(Dataset entries)
Content starts
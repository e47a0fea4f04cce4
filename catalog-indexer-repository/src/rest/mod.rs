//! REST implementation of the source repository client.

mod client;
mod feed;

pub use client::{RepositoryConfig, RestSourceRepository};
pub use feed::{handle_from_link, parse_feed};
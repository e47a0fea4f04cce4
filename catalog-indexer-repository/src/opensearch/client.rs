//! OpenSearch client implementation.
//!
//! This module provides the concrete implementation of `SearchEngineClient`
//! using the OpenSearch Rust client.

use async_trait::async_trait;
use opensearch::{
    cluster::ClusterHealthParts,
    http::request::JsonBody,
    http::response::Response,
    http::transport::{SingleNodeConnectionPool, TransportBuilder},
    indices::{IndicesCreateParts, IndicesExistsParts},
    BulkParts, ClearScrollParts, DeleteByQueryParts, GetParts, IndexParts, OpenSearch,
    ScrollParts, SearchParts,
};
use serde_json::{json, Value};
use tracing::{debug, error, info, instrument, warn};
use url::Url;
use uuid::Uuid;

use crate::config::SearchIndexConfig;
use crate::errors::SearchError;
use crate::interfaces::SearchEngineClient;
use crate::opensearch::index_config::{documents_index_settings, stored_queries_index_settings};
use crate::opensearch::queries::{
    build_bulk_delete_lines, build_bulk_stored_query_lines, build_named_graph_query,
    build_percolate_query, build_scroll_query, bulk_error_reasons, parse_bulk_delete,
    parse_percolate_matches, parse_scroll_page,
};
use crate::types::{BulkDeleteSummary, PercolateDocument, ScrollPage, StoredQuery};
use catalog_indexer_shared::{IndexedDocument, TagMatch};

/// OpenSearch client implementation.
///
/// # Example
///
/// ```ignore
/// use catalog_indexer_repository::config::SearchIndexConfig;
///
/// let client = OpenSearchClient::new("http://localhost:9200", SearchIndexConfig::default()).await?;
/// client.ensure_indices().await?;
/// client.index_document(&document).await?;
/// ```
pub struct OpenSearchClient {
    client: OpenSearch,
    config: SearchIndexConfig,
}

impl OpenSearchClient {
    /// Create a new OpenSearch client connected to the specified URL.
    ///
    /// # Arguments
    ///
    /// * `url` - The OpenSearch server URL (e.g., "http://localhost:9200")
    /// * `config` - Index names and request limits
    pub async fn new(url: &str, config: SearchIndexConfig) -> Result<Self, SearchError> {
        let parsed_url = Url::parse(url).map_err(|e| SearchError::connection(e.to_string()))?;

        let conn_pool = SingleNodeConnectionPool::new(parsed_url);
        let transport = TransportBuilder::new(conn_pool)
            .disable_proxy()
            .build()
            .map_err(|e| SearchError::connection(e.to_string()))?;

        let client = OpenSearch::new(transport);

        info!(
            url = %url,
            documents_index = %config.documents_index,
            stored_queries_index = %config.stored_queries_index,
            "Created OpenSearch client"
        );

        Ok(Self { client, config })
    }

    /// Read the JSON body of a successful response, or turn a failed one into
    /// an error built by `make_error`.
    async fn read_json(
        response: Response,
        operation: &str,
        make_error: fn(String) -> SearchError,
    ) -> Result<Value, SearchError> {
        let status = response.status_code();
        if !status.is_success() {
            let error_body = response.text().await.unwrap_or_default();
            error!(status = %status, body = %error_body, operation, "Request failed");
            return Err(make_error(format!(
                "{} failed with status {}: {}",
                operation, status, error_body
            )));
        }

        response
            .json::<Value>()
            .await
            .map_err(|e| SearchError::parse(e.to_string()))
    }

    /// Send one bulk request and fail if any action reported an error.
    async fn send_bulk(&self, index: &str, lines: Vec<Value>) -> Result<Value, SearchError> {
        let body: Vec<JsonBody<Value>> = lines.into_iter().map(JsonBody::from).collect();

        let response = self
            .client
            .bulk(BulkParts::Index(index))
            .body(body)
            .send()
            .await
            .map_err(|e| SearchError::bulk(e.to_string()))?;

        Self::read_json(response, "bulk", SearchError::BulkError).await
    }

    async fn create_index_if_absent(&self, index: &str, settings: Value) -> Result<(), SearchError> {
        let response = self
            .client
            .indices()
            .exists(IndicesExistsParts::Index(&[index]))
            .send()
            .await
            .map_err(|e| SearchError::connection(e.to_string()))?;

        if response.status_code().is_success() {
            debug!(index = %index, "Index already exists");
            return Ok(());
        }

        let response = self
            .client
            .indices()
            .create(IndicesCreateParts::Index(index))
            .body(settings)
            .send()
            .await
            .map_err(|e| SearchError::IndexCreationError(e.to_string()))?;

        let status = response.status_code();
        if !status.is_success() {
            let error_body = response.text().await.unwrap_or_default();
            // Another worker may have created it in between.
            if error_body.contains("resource_already_exists_exception") {
                debug!(index = %index, "Index created concurrently");
                return Ok(());
            }
            error!(status = %status, body = %error_body, "Index creation failed");
            return Err(SearchError::IndexCreationError(format!(
                "Creating {} failed with status {}: {}",
                index, status, error_body
            )));
        }

        info!(index = %index, "Created index");
        Ok(())
    }
}

#[async_trait]
impl SearchEngineClient for OpenSearchClient {
    #[instrument(skip(self, document), fields(id = %document.id))]
    async fn index_document(&self, document: &IndexedDocument) -> Result<(), SearchError> {
        let doc_id = document.id.to_string();

        let response = self
            .client
            .index(IndexParts::IndexId(&self.config.documents_index, &doc_id))
            .body(document.to_json())
            .send()
            .await
            .map_err(|e| SearchError::index(e.to_string()))?;

        Self::read_json(response, "index", SearchError::IndexError).await?;

        debug!(doc_id = %doc_id, "Document indexed");
        Ok(())
    }

    #[instrument(skip(self))]
    async fn get_document(&self, id: &Uuid) -> Result<Option<Value>, SearchError> {
        let doc_id = id.to_string();

        let response = self
            .client
            .get(GetParts::IndexId(&self.config.documents_index, &doc_id))
            .send()
            .await
            .map_err(|e| SearchError::query(e.to_string()))?;

        if response.status_code().as_u16() == 404 {
            return Ok(None);
        }

        let body = Self::read_json(response, "get", SearchError::QueryError).await?;
        Ok(body.get("_source").cloned())
    }

    #[instrument(skip(self, query))]
    async fn delete_by_query(&self, query: &Value) -> Result<u64, SearchError> {
        let response = self
            .client
            .delete_by_query(DeleteByQueryParts::Index(&[&self.config.documents_index]))
            .body(json!({ "query": query }))
            .send()
            .await
            .map_err(|e| SearchError::delete(e.to_string()))?;

        let body = Self::read_json(response, "delete_by_query", SearchError::DeleteError).await?;
        let deleted = body["deleted"].as_u64().unwrap_or(0);

        debug!(deleted, "Deleted documents by query");
        Ok(deleted)
    }

    #[instrument(skip(self, ids), fields(count = ids.len()))]
    async fn bulk_delete(&self, ids: &[Uuid]) -> Result<BulkDeleteSummary, SearchError> {
        let mut summary = BulkDeleteSummary {
            total: ids.len(),
            ..Default::default()
        };

        if ids.is_empty() {
            return Ok(summary);
        }

        for chunk in ids.chunks(self.config.chunk_size(ids.len())) {
            let lines = build_bulk_delete_lines(&self.config.documents_index, chunk);
            let body = self.send_bulk(&self.config.documents_index, lines).await?;
            let part = parse_bulk_delete(&body, chunk.len());

            summary.deleted += part.deleted;
            summary.not_found += part.not_found;
            summary.failed.extend(part.failed);
        }

        if !summary.failed.is_empty() {
            warn!(failed = summary.failed.len(), "Some bulk deletes failed");
        }

        Ok(summary)
    }

    #[instrument(skip(self, fields))]
    async fn open_scroll(
        &self,
        fields: &[&str],
        page_size: usize,
        keep_alive: &str,
    ) -> Result<ScrollPage, SearchError> {
        let response = self
            .client
            .search(SearchParts::Index(&[&self.config.documents_index]))
            .scroll(keep_alive)
            .size(page_size as i64)
            .body(build_scroll_query(fields))
            .send()
            .await
            .map_err(|e| SearchError::scroll(e.to_string()))?;

        let body = Self::read_json(response, "open scroll", SearchError::ScrollError).await?;
        parse_scroll_page(&body)
    }

    #[instrument(skip(self, scroll_id))]
    async fn next_scroll_page(
        &self,
        scroll_id: &str,
        keep_alive: &str,
    ) -> Result<ScrollPage, SearchError> {
        let response = self
            .client
            .scroll(ScrollParts::None)
            .body(json!({ "scroll": keep_alive, "scroll_id": scroll_id }))
            .send()
            .await
            .map_err(|e| SearchError::scroll(e.to_string()))?;

        let body = Self::read_json(response, "scroll", SearchError::ScrollError).await?;
        parse_scroll_page(&body)
    }

    #[instrument(skip(self, scroll_id))]
    async fn clear_scroll(&self, scroll_id: &str) -> Result<(), SearchError> {
        let response = self
            .client
            .clear_scroll(ClearScrollParts::None)
            .body(json!({ "scroll_id": [scroll_id] }))
            .send()
            .await
            .map_err(|e| SearchError::scroll(e.to_string()))?;

        let status = response.status_code();

        // 404 is acceptable - the cursor may already have expired
        if !status.is_success() && status.as_u16() != 404 {
            let error_body = response.text().await.unwrap_or_default();
            error!(status = %status, body = %error_body, "Clear scroll failed");
            return Err(SearchError::scroll(format!(
                "Clear scroll failed with status {}: {}",
                status, error_body
            )));
        }

        Ok(())
    }

    #[instrument(skip(self, document), fields(title = %document.title))]
    async fn percolate(&self, document: &PercolateDocument) -> Result<Vec<TagMatch>, SearchError> {
        let response = self
            .client
            .search(SearchParts::Index(&[&self.config.stored_queries_index]))
            .body(build_percolate_query(document, self.config.max_tag_matches))
            .send()
            .await
            .map_err(|e| SearchError::query(e.to_string()))?;

        let body = Self::read_json(response, "percolate", SearchError::QueryError).await?;
        let matches = parse_percolate_matches(&body)?;

        debug!(matches = matches.len(), "Percolate completed");
        Ok(matches)
    }

    #[instrument(skip(self))]
    async fn delete_stored_queries(&self, named_graph: &str) -> Result<u64, SearchError> {
        let response = self
            .client
            .delete_by_query(DeleteByQueryParts::Index(&[&self.config.stored_queries_index]))
            .body(json!({ "query": build_named_graph_query(named_graph) }))
            .send()
            .await
            .map_err(|e| SearchError::delete(e.to_string()))?;

        let body = Self::read_json(response, "delete stored queries", SearchError::DeleteError).await?;
        let deleted = body["deleted"].as_u64().unwrap_or(0);

        info!(named_graph = %named_graph, deleted, "Removed stored queries");
        Ok(deleted)
    }

    #[instrument(skip(self, queries), fields(count = queries.len()))]
    async fn bulk_index_stored_queries(&self, queries: &[StoredQuery]) -> Result<(), SearchError> {
        if queries.is_empty() {
            return Ok(());
        }

        for chunk in queries.chunks(self.config.chunk_size(queries.len())) {
            let lines = build_bulk_stored_query_lines(&self.config.stored_queries_index, chunk);
            let body = self.send_bulk(&self.config.stored_queries_index, lines).await?;

            let errors = bulk_error_reasons(&body);
            if !errors.is_empty() {
                error!(failed = errors.len(), first = %errors[0], "Stored query bulk had failures");
                return Err(SearchError::bulk(format!(
                    "{} of {} stored queries failed: {}",
                    errors.len(),
                    chunk.len(),
                    errors.join("; ")
                )));
            }
        }

        debug!("Stored queries indexed");
        Ok(())
    }

    async fn ensure_indices(&self) -> Result<(), SearchError> {
        self.create_index_if_absent(&self.config.documents_index, documents_index_settings())
            .await?;
        self.create_index_if_absent(
            &self.config.stored_queries_index,
            stored_queries_index_settings(),
        )
        .await
    }

    async fn health_check(&self) -> Result<bool, SearchError> {
        let response = self
            .client
            .cluster()
            .health(ClusterHealthParts::None)
            .send()
            .await
            .map_err(|e| SearchError::connection(e.to_string()))?;

        let health: Value = response.json().await.unwrap_or(json!({}));
        let status = health["status"].as_str().unwrap_or("unknown");

        debug!(status = %status, "OpenSearch cluster status");
        Ok(status == "green" || status == "yellow")
    }
}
Content ends
Print, exactly as written, the first line of the records above and each line after it until the line with "use crate::interfaces::SearchEngineClient;", which is printed too.

repository e47a0fea4f04cce4
filename catalog-indexer-repository/src/rest/mod.rs
//! REST implementation of the source repository client.

mod client;
mod feed;

pub use client::{RepositoryConfig, RestSourceRepository};
pub use feed::{handle_from_link, parse_feed};
repository e47a0fea4f04cce4
filename catalog-indexer-repository/src/opensearch/client.rs
//! OpenSearch client implementation.
//!
//! This module provides the concrete implementation of `SearchEngineClient`
//! using the OpenSearch Rust client.

use async_trait::async_trait;
use opensearch::{
    cluster::ClusterHealthParts,
    http::request::JsonBody,
    http::response::Response,
    http::transport::{SingleNodeConnectionPool, TransportBuilder},
    indices::{IndicesCreateParts, IndicesExistsParts},
    BulkParts, ClearScrollParts, DeleteByQueryParts, GetParts, IndexParts, OpenSearch,
    ScrollParts, SearchParts,
};
use serde_json::{json, Value};
use tracing::{debug, error, info, instrument, warn};
use url::Url;
use uuid::Uuid;

use crate::config::SearchIndexConfig;
use crate::errors::SearchError;
use crate::interfaces::SearchEngineClient;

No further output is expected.